WHAT THE TASK REQUIRES:
Using the data that follows, return exactly the lines from the one that contains "#[must_use]" through the one that contains "self.instrs += other.instrs;", ends included.

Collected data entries
§
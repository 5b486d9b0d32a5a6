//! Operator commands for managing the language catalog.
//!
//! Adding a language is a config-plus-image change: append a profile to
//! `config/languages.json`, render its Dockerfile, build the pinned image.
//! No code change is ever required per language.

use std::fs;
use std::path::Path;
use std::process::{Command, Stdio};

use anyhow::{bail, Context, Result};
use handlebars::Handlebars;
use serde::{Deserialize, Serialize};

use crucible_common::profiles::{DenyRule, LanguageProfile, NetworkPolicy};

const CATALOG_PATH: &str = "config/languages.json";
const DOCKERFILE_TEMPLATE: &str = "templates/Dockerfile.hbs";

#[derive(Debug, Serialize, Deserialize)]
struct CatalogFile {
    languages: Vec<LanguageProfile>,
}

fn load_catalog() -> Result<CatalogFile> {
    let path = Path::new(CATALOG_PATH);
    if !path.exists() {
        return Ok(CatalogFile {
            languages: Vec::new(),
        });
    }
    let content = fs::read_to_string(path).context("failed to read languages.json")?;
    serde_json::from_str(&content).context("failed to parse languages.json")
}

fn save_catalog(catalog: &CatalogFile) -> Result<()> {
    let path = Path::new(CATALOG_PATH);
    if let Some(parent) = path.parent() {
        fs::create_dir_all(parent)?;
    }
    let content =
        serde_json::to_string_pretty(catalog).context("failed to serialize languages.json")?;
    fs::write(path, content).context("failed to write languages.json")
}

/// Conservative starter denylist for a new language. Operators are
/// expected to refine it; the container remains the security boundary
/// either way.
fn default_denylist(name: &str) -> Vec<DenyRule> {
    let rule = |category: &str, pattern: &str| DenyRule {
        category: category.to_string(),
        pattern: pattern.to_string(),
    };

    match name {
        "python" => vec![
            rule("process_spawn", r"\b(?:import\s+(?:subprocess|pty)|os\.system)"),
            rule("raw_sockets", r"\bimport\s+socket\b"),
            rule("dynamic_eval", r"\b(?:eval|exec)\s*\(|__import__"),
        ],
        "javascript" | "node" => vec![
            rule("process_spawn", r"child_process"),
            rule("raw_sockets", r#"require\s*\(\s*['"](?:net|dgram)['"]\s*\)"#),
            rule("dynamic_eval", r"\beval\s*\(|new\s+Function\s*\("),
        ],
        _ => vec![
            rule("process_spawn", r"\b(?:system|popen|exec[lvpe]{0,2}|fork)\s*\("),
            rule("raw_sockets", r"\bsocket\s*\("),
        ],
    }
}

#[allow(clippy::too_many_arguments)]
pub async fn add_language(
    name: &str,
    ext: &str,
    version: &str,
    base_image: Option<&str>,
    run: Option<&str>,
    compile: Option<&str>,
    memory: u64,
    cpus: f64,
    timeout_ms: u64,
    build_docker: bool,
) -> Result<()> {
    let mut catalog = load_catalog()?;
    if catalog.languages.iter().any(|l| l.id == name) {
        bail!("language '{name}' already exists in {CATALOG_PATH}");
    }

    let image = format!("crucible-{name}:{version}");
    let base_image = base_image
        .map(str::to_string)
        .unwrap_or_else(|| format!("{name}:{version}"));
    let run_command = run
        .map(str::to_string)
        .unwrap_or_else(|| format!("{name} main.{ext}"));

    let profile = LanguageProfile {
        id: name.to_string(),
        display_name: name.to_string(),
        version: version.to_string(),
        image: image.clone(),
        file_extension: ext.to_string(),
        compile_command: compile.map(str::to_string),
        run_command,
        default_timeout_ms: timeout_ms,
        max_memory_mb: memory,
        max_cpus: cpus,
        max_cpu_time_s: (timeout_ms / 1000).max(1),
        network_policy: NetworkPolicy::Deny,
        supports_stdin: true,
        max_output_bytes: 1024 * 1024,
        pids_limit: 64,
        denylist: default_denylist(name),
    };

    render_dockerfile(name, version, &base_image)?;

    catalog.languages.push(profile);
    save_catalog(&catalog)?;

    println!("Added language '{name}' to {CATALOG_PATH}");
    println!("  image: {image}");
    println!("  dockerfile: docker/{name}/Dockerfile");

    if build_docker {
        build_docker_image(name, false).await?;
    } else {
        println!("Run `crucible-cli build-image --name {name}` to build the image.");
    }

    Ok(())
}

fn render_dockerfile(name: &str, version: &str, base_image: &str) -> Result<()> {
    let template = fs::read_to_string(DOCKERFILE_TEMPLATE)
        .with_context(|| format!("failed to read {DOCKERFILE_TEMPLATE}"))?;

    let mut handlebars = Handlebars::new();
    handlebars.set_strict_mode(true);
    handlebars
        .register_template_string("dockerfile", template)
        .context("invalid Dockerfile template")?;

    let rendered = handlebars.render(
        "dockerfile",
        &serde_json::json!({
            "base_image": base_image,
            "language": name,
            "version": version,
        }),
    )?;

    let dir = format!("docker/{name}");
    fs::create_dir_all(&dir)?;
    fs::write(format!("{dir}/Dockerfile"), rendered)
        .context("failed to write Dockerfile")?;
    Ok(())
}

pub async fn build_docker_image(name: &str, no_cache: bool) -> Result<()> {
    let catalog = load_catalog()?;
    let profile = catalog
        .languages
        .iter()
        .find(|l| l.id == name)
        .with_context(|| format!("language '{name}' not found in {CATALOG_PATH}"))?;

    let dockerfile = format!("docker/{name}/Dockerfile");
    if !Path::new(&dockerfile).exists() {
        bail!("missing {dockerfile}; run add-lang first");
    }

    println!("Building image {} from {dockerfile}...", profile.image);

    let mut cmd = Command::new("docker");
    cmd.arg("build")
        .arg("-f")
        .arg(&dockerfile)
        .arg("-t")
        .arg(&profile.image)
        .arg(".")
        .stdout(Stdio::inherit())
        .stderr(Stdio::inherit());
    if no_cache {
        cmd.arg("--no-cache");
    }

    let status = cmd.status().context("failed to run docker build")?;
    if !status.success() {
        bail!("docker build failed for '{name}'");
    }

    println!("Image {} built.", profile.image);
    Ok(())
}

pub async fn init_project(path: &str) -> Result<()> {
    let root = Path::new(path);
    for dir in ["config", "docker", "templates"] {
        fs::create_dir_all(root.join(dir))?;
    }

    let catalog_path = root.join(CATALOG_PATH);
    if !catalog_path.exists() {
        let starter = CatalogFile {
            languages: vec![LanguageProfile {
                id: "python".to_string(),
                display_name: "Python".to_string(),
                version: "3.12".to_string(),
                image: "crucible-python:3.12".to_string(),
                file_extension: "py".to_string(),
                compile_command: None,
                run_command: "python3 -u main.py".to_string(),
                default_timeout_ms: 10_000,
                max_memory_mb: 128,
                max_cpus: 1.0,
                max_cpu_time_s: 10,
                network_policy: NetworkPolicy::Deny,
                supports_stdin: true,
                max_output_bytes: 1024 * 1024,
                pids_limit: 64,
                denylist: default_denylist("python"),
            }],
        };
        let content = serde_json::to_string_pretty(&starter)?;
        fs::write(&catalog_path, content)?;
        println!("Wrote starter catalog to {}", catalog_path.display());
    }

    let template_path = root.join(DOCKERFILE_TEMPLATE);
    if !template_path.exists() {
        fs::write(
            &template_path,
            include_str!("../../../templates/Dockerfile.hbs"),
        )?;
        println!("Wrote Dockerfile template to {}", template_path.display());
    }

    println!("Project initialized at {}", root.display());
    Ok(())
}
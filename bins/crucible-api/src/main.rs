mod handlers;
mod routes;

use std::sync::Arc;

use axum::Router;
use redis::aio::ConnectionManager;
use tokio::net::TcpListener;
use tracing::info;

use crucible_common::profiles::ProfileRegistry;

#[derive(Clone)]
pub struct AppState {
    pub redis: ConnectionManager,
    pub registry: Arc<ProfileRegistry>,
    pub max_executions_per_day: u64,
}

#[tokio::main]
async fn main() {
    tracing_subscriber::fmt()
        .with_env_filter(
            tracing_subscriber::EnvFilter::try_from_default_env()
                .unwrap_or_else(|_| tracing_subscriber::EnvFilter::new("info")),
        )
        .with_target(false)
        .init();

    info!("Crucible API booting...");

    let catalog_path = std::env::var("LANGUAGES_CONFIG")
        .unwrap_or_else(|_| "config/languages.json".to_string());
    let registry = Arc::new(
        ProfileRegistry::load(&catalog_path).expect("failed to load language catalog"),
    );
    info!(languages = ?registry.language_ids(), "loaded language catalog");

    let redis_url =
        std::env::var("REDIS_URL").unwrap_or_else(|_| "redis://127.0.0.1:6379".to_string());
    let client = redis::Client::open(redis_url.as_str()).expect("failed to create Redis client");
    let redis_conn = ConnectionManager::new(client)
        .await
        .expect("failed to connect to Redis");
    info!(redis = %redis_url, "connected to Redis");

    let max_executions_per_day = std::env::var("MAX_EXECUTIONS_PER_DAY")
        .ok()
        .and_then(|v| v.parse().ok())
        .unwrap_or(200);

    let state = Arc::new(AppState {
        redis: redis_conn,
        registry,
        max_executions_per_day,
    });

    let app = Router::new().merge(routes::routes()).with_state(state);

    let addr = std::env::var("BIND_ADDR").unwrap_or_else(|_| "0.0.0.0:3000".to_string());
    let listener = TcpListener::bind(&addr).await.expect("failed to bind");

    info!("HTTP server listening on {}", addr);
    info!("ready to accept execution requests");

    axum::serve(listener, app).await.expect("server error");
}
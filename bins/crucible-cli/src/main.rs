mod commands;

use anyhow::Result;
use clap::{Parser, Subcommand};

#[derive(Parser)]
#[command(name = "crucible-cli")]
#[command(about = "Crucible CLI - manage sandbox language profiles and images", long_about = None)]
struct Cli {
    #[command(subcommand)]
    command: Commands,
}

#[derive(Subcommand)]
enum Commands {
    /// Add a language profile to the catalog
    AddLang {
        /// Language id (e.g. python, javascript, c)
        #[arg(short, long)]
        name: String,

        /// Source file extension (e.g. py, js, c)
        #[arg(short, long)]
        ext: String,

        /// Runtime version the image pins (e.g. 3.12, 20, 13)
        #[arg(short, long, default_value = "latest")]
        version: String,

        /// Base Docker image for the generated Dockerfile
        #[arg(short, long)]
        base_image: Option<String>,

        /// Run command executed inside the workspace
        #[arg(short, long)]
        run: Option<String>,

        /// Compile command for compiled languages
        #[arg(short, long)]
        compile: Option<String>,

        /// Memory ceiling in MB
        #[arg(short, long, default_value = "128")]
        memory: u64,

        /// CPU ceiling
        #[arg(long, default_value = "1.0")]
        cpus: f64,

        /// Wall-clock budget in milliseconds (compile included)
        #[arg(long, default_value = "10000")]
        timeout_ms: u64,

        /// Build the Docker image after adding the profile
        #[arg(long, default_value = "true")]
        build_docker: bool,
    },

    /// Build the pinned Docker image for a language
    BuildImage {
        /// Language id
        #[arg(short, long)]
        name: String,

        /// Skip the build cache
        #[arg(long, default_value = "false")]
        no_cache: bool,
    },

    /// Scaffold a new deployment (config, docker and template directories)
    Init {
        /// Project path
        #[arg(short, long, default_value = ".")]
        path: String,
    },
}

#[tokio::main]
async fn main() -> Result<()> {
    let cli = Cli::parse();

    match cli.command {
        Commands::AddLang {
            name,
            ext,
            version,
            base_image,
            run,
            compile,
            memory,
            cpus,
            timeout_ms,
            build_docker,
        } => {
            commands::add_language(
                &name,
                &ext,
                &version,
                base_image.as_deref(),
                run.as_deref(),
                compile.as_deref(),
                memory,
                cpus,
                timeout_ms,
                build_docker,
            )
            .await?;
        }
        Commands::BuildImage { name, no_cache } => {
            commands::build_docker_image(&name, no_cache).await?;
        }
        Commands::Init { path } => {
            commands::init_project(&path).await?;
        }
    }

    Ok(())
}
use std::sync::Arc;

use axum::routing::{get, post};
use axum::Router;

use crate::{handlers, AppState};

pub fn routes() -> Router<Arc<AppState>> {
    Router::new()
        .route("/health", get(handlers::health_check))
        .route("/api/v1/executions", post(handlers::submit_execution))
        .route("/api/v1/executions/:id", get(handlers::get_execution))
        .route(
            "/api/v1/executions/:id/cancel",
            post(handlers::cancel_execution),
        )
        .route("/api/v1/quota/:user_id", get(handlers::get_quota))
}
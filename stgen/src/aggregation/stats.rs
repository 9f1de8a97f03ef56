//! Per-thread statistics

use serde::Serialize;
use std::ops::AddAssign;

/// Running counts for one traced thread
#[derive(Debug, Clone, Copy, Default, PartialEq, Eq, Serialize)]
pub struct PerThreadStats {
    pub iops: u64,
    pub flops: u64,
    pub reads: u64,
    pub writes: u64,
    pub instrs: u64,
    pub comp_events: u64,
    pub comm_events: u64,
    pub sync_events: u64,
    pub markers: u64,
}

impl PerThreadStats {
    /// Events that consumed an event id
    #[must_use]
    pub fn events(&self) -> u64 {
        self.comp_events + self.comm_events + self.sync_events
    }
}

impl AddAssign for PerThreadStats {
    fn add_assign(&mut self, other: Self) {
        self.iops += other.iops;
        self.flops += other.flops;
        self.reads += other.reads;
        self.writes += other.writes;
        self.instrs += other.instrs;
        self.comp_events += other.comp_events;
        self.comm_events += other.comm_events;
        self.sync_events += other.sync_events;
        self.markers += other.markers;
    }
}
§
ANSWER BOX:
    #[must_use]
    pub fn events(&self) -> u64 {
        self.comp_events + self.comm_events + self.sync_events
    }
}

impl AddAssign for PerThreadStats {
    fn add_assign(&mut self, other: Self) {
        self.iops += other.iops;
        self.flops += other.flops;
        self.reads += other.reads;
        self.writes += other.writes;
        self.instrs += other.instrs;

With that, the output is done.